Data excerpts:
★ ★ ★ ★ ★
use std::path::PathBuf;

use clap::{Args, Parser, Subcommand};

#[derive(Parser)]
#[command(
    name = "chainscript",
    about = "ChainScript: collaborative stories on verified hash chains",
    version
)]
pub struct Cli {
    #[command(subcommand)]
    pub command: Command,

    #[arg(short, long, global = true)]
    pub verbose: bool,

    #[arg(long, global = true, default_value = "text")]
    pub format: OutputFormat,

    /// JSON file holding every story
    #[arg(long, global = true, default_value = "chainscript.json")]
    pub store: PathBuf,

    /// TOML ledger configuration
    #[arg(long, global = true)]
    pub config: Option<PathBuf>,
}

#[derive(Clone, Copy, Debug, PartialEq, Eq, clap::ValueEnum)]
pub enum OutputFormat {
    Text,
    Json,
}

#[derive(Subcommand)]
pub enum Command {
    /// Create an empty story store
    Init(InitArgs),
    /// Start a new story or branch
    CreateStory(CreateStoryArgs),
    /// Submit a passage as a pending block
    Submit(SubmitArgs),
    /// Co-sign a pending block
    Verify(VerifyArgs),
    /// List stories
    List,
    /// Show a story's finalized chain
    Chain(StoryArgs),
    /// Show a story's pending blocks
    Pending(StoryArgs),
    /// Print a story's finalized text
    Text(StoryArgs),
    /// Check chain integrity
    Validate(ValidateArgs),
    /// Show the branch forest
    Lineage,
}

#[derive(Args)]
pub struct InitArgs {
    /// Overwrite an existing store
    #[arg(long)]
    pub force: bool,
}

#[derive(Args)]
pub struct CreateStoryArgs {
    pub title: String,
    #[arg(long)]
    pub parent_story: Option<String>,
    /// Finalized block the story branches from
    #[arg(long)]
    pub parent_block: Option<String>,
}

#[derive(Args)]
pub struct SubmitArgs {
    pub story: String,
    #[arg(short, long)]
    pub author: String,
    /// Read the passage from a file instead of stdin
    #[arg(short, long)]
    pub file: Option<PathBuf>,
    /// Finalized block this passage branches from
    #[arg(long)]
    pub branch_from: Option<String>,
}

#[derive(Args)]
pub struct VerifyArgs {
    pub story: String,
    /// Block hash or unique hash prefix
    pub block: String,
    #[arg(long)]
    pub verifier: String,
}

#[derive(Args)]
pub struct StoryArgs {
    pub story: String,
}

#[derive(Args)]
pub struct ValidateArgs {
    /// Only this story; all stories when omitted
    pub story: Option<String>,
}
★ ★ ★ ★ ★
Exercise goal: Every line of the data above belongs in the answer, unchanged.

Answer for this exercise:
use std::path::PathBuf;

use clap::{Args, Parser, Subcommand};

#[derive(Parser)]
#[command(
    name = "chainscript",
    about = "ChainScript: collaborative stories on verified hash chains",
    version
)]
pub struct Cli {
    #[command(subcommand)]
    pub command: Command,

    #[arg(short, long, global = true)]
    pub verbose: bool,

    #[arg(long, global = true, default_value = "text")]
    pub format: OutputFormat,

    /// JSON file holding every story
    #[arg(long, global = true, default_value = "chainscript.json")]
    pub store: PathBuf,

    /// TOML ledger configuration
    #[arg(long, global = true)]
    pub config: Option<PathBuf>,
}

#[derive(Clone, Copy, Debug, PartialEq, Eq, clap::ValueEnum)]
pub enum OutputFormat {
    Text,
    Json,
}

#[derive(Subcommand)]
pub enum Command {
    /// Create an empty story store
    Init(InitArgs),
    /// Start a new story or branch
    CreateStory(CreateStoryArgs),
    /// Submit a passage as a pending block
    Submit(SubmitArgs),
    /// Co-sign a pending block
    Verify(VerifyArgs),
    /// List stories
    List,
    /// Show a story's finalized chain
    Chain(StoryArgs),
    /// Show a story's pending blocks
    Pending(StoryArgs),
    /// Print a story's finalized text
    Text(StoryArgs),
    /// Check chain integrity
    Validate(ValidateArgs),
    /// Show the branch forest
    Lineage,
}

#[derive(Args)]
pub struct InitArgs {
    /// Overwrite an existing store
    #[arg(long)]
    pub force: bool,
}

#[derive(Args)]
pub struct CreateStoryArgs {
    pub title: String,
    #[arg(long)]
    pub parent_story: Option<String>,
    /// Finalized block the story branches from
    #[arg(long)]
    pub parent_block: Option<String>,
}

#[derive(Args)]
pub struct SubmitArgs {
    pub story: String,
    #[arg(short, long)]
    pub author: String,
    /// Read the passage from a file instead of stdin
    #[arg(short, long)]
    pub file: Option<PathBuf>,
    /// Finalized block this passage branches from
    #[arg(long)]
    pub branch_from: Option<String>,
}

#[derive(Args)]
pub struct VerifyArgs {
    pub story: String,
    /// Block hash or unique hash prefix
    pub block: String,
    #[arg(long)]
    pub verifier: String,
}

#[derive(Args)]
pub struct StoryArgs {
    pub story: String,
}

#[derive(Args)]
pub struct ValidateArgs {
    /// Only this story; all stories when omitted
    pub story: Option<String>,
}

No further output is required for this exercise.